2.5.1. Primary Structure

In contrast to DNA, messenger RNA, as well as other cellular RNA species, is a single-stranded polynucleotide. It consists of four kinds of linearly arranged ribonucleoside residues - adenosine (A), guanosine (G), cytidine (C), and uridine (U) -sequentially connected by phosphodiester bonds between the 3'-position of the ribose of one nucleoside and the 5'-position of the adjacent one (Fig. 2.3). The terminal nucleoside, the 5'-position of which does not participate in forming the internucleotide bond, is referred to as the 5'-end of RNA. The terminal nucleoside with free 3'-hydroxyl is referred to as the 3'-end. It is accepted practice to read and write RNA nucleotide sequences from the 5'- to the 3'-end, i.e. in the direction of the internucleotide phosphodiester bond from the 3'-position to the 5'-position of the neighbor (3'-P-5' bond direction). This direction corresponds to the polarity of mRNA readout by the ribosome.

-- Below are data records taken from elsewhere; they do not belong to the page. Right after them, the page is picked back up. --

//! Pipeline configuration model.
//!
//! The agent writes declarative pipeline configs: a top-level `tasks` list
//! where each task may call a package, run an inline script, depend on other
//! tasks, set environment, run conditionally and start background
//! processes. Parsing is permissive so that malformed agent output can still
//! be inspected; referential checks (dependencies that exist, unique keys)
//! belong to assertions, not to the parser.

use std::collections::BTreeMap;
use std::fmt;

use serde::de::{self, Deserializer, SeqAccess, Visitor};
use serde::{Deserialize, Serialize};
use serde_yaml::Value;

/// A field that accepts either one scalar or a list of scalars.
///
/// Both encodings normalize to a list. Order is preserved.
#[derive(Debug, Clone, Default, PartialEq, Eq, Serialize)]
#[serde(transparent)]
pub struct FlexStrings(pub Vec<String>);

impl FlexStrings {
    pub fn iter(&self) -> std::slice::Iter<'_, String> {
        self.0.iter()
    }

    pub fn contains(&self, value: &str) -> bool {
        self.0.iter().any(|item| item == value)
    }

    pub fn len(&self) -> usize {
        self.0.len()
    }

    pub fn is_empty(&self) -> bool {
        self.0.is_empty()
    }
}

impl<'a> IntoIterator for &'a FlexStrings {
    type Item = &'a String;
    type IntoIter = std::slice::Iter<'a, String>;

    fn into_iter(self) -> Self::IntoIter {
        self.0.iter()
    }
}

impl<'de> Deserialize<'de> for FlexStrings {
    fn deserialize<D>(deserializer: D) -> Result<Self, D::Error>
    where
        D: Deserializer<'de>,
    {
        deserializer.deserialize_any(FlexStringsVisitor)
    }
}

struct FlexStringsVisitor;

impl<'de> Visitor<'de> for FlexStringsVisitor {
    type Value = FlexStrings;

    fn expecting(&self, f: &mut fmt::Formatter<'_>) -> fmt::Result {
        f.write_str("a string or a list of strings")
    }

    fn visit_seq<A>(self, mut seq: A) -> Result<Self::Value, A::Error>
    where
        A: SeqAccess<'de>,
    {
        let mut items = Vec::with_capacity(seq.size_hint().unwrap_or(0));
        while let Some(item) = seq.next_element::<Value>()? {
            let text = scalar_text(&item)
                .ok_or_else(|| de::Error::custom("expected a list of scalars"))?;
            items.push(text);
        }
        Ok(FlexStrings(items))
    }

    fn visit_bool<E: de::Error>(self, value: bool) -> Result<Self::Value, E> {
        Ok(FlexStrings(vec![value.to_string()]))
    }

    fn visit_i64<E: de::Error>(self, value: i64) -> Result<Self::Value, E> {
        Ok(FlexStrings(vec![value.to_string()]))
    }

    fn visit_u64<E: de::Error>(self, value: u64) -> Result<Self::Value, E> {
        Ok(FlexStrings(vec![value.to_string()]))
    }

    fn visit_f64<E: de::Error>(self, value: f64) -> Result<Self::Value, E> {
        Ok(FlexStrings(vec![value.to_string()]))
    }

    fn visit_str<E: de::Error>(self, value: &str) -> Result<Self::Value, E> {
        Ok(FlexStrings(vec![value.to_string()]))
    }

    fn visit_string<E: de::Error>(self, value: String) -> Result<Self::Value, E> {
        Ok(FlexStrings(vec![value]))
    }

    fn visit_unit<E: de::Error>(self) -> Result<Self::Value, E> {
        Ok(FlexStrings::default())
    }
}

/// A long-running auxiliary process started alongside a task.
#[derive(Debug, Clone, Default, PartialEq, Eq, Serialize, Deserialize)]
pub struct BackgroundProcess {
    pub key: String,
    #[serde(default, skip_serializing_if = "Option::is_none")]
    pub run: Option<String>,
    #[serde(
        default,
        rename = "ready-check",
        skip_serializing_if = "Option::is_none"
    )]
    pub ready_check: Option<String>,
}

/// One unit of work in a pipeline config.
#[derive(Debug, Clone, Default, PartialEq, Serialize, Deserialize)]
pub struct Task {
    pub key: String,
    /// Package reference such as `git/clone 2.0.2`.
    #[serde(default, skip_serializing_if = "Option::is_none")]
    pub call: Option<String>,
    /// Inline script body.
    #[serde(default, skip_serializing_if = "Option::is_none")]
    pub run: Option<String>,
    #[serde(default, rename = "use", skip_serializing_if = "FlexStrings::is_empty")]
    pub uses: FlexStrings,
    #[serde(default, skip_serializing_if = "BTreeMap::is_empty")]
    pub with: BTreeMap<String, Value>,
    #[serde(
        default,
        deserialize_with = "env_map",
        skip_serializing_if = "BTreeMap::is_empty"
    )]
    pub env: BTreeMap<String, String>,
    #[serde(default, rename = "if", skip_serializing_if = "Option::is_none")]
    pub condition: Option<String>,
    #[serde(default, skip_serializing_if = "FlexStrings::is_empty")]
    pub filter: FlexStrings,
    #[serde(
        default,
        rename = "background-processes",
        skip_serializing_if = "Vec::is_empty"
    )]
    pub background_processes: Vec<BackgroundProcess>,
    /// Passed through uninterpreted.
    #[serde(default, skip_serializing_if = "Option::is_none")]
    pub parallel: Option<Value>,
    /// Passed through uninterpreted.
    #[serde(default, skip_serializing_if = "Option::is_none")]
    pub outputs: Option<Value>,
}

impl Task {
    /// Split `call` into package name and optional version.
    pub fn package(&self) -> Option<(&str, Option<&str>)> {
        let call = self.call.as_deref()?.trim();
        if call.is_empty() {
            return None;
        }
        match call.split_once(' ') {
            Some((name, version)) => Some((name, Some(version.trim()))),
            None => Some((call, None)),
        }
    }

    /// Whether `call` is exactly `prefix` or `prefix` followed by a version.
    pub fn calls_package(&self, prefix: &str) -> bool {
        self.call.as_deref().is_some_and(|call| {
            call == prefix
                || call
                    .strip_prefix(prefix)
                    .is_some_and(|rest| rest.starts_with(' '))
        })
    }

    pub fn run_script(&self) -> &str {
        self.run.as_deref().unwrap_or_default()
    }

    /// Conditional expression, if present and non-empty.
    pub fn condition(&self) -> Option<&str> {
        self.condition.as_deref().filter(|expr| !expr.is_empty())
    }
}

/// A parsed pipeline config: tasks in file order.
#[derive(Debug, Clone, Default, PartialEq, Serialize, Deserialize)]
pub struct PipelineConfig {
    #[serde(default)]
    pub tasks: Vec<Task>,
}

impl PipelineConfig {
    /// Parse one config document.
    pub fn parse(data: &str) -> Result<Self, serde_yaml::Error> {
        let config: Option<PipelineConfig> = serde_yaml::from_str(data)?;
        Ok(config.unwrap_or_default())
    }

    /// Concatenate the task lists of several configs. Key uniqueness is not enforced.
    pub fn merge<I>(configs: I) -> Self
    where
        I: IntoIterator<Item = PipelineConfig>,
    {
        let tasks = configs
            .into_iter()
            .flat_map(|config| config.tasks)
            .collect();
        Self { tasks }
    }

    /// First task with the given key.
    pub fn task(&self, key: &str) -> Option<&Task> {
        self.tasks.iter().find(|task| task.key == key)
    }

    pub fn task_keys(&self) -> Vec<&str> {
        self.tasks.iter().map(|task| task.key.as_str()).collect()
    }

    /// Whether any task calls `prefix`, optionally versioned.
    ///
    /// `git/clone` matches `git/clone 2.0.2` but not `git/clone-extra 1.0.0`.
    pub fn has_task_with_call(&self, prefix: &str) -> bool {
        self.tasks.iter().any(|task| task.calls_package(prefix))
    }

    pub fn calls(&self) -> Vec<&str> {
        self.tasks
            .iter()
            .filter_map(|task| task.call.as_deref())
            .filter(|call| !call.is_empty())
            .collect()
    }

    /// Tasks whose inline script contains `substr`.
    pub fn tasks_with_run(&self, substr: &str) -> Vec<&Task> {
        self.tasks
            .iter()
            .filter(|task| task.run.as_deref().is_some_and(|run| run.contains(substr)))
            .collect()
    }

    /// Whether any background process key or command contains `substr`.
    pub fn has_background_process(&self, substr: &str) -> bool {
        self.tasks
            .iter()
            .flat_map(|task| task.background_processes.iter())
            .any(|process| {
                process.key.contains(substr)
                    || process
                        .run
                        .as_deref()
                        .is_some_and(|run| run.contains(substr))
            })
    }

    /// Whether `task_key` lists `dep` in `use`. Unknown tasks yield `false`.
    pub fn depends_on(&self, task_key: &str, dep: &str) -> bool {
        self.task(task_key).is_some_and(|task| task.uses.contains(dep))
    }

    /// Dependencies that name no task in this config, as `(task, dep)` pairs.
    pub fn dangling_dependencies(&self) -> Vec<(&str, &str)> {
        self.tasks
            .iter()
            .flat_map(|task| {
                task.uses
                    .iter()
                    .filter(|dep| self.task(dep).is_none())
                    .map(move |dep| (task.key.as_str(), dep.as_str()))
            })
            .collect()
    }
}

/// Env values may be scalars of any kind or `{ value: .., cache-key: .. }` maps.
fn env_map<'de, D>(deserializer: D) -> Result<BTreeMap<String, String>, D::Error>
where
    D: Deserializer<'de>,
{
    let raw: Option<BTreeMap<String, Value>> = Option::deserialize(deserializer)?;
    let mut env = BTreeMap::new();
    for (key, value) in raw.unwrap_or_default() {
        let text = env_value(&value)
            .ok_or_else(|| de::Error::custom(format!("env {key}: expected a scalar value")))?;
        env.insert(key, text);
    }
    Ok(env)
}

/// Text of a plain YAML scalar; `None` for null, mappings and sequences.
fn scalar_text(value: &Value) -> Option<String> {
    match value {
        Value::String(text) => Some(text.clone()),
        Value::Bool(flag) => Some(flag.to_string()),
        Value::Number(number) => Some(number.to_string()),
        _ => None,
    }
}

fn env_value(value: &Value) -> Option<String> {
    match value {
        Value::String(text) => Some(text.clone()),
        Value::Bool(flag) => Some(flag.to_string()),
        Value::Number(number) => Some(number.to_string()),
        Value::Null => Some(String::new()),
        Value::Mapping(map) => map.get("value").and_then(env_value),
        Value::Tagged(tagged) => env_value(&tagged.value),
        Value::Sequence(_) => None,
    }
}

The terminal 5'-position in natural mRNAs is always substituted. In prokaryotic organisms this end is either simply phosphorylated (Fig. 2.3) or carries the triphosphate group. Eukaryotic mRNAs generally have a special group, the so-called cap, at the terminal 5'-position (Furuichi & Miura, 1975; Furuichi et al., 1975). The cap is the N'-methylated residue of guanosine 5'-triphosphate linked with the 5'-terminal nucleoside by the 5'-5' pyrophosphate bond (Fig. 2.4). Eukaryotic cells possess a special system including guanylyl transferase and methyl transferase, enzymes that are responsible for mRNA capping. In addition, the capping is usually accompanied by methylation of the 2'-hydroxyl group of ribose and the base in the 5'-terminal nucleoside adjacent to the cap. Often the 5'-terminal residue in mRNA is a purine nucleoside, either G or A.

The 3'-terminal hydroxyl of natural mRNA remains unsubstituted. Thus, this end possesses two hydroxyl groups in cis-position (cis-glycol group) (see Fig. 2.3).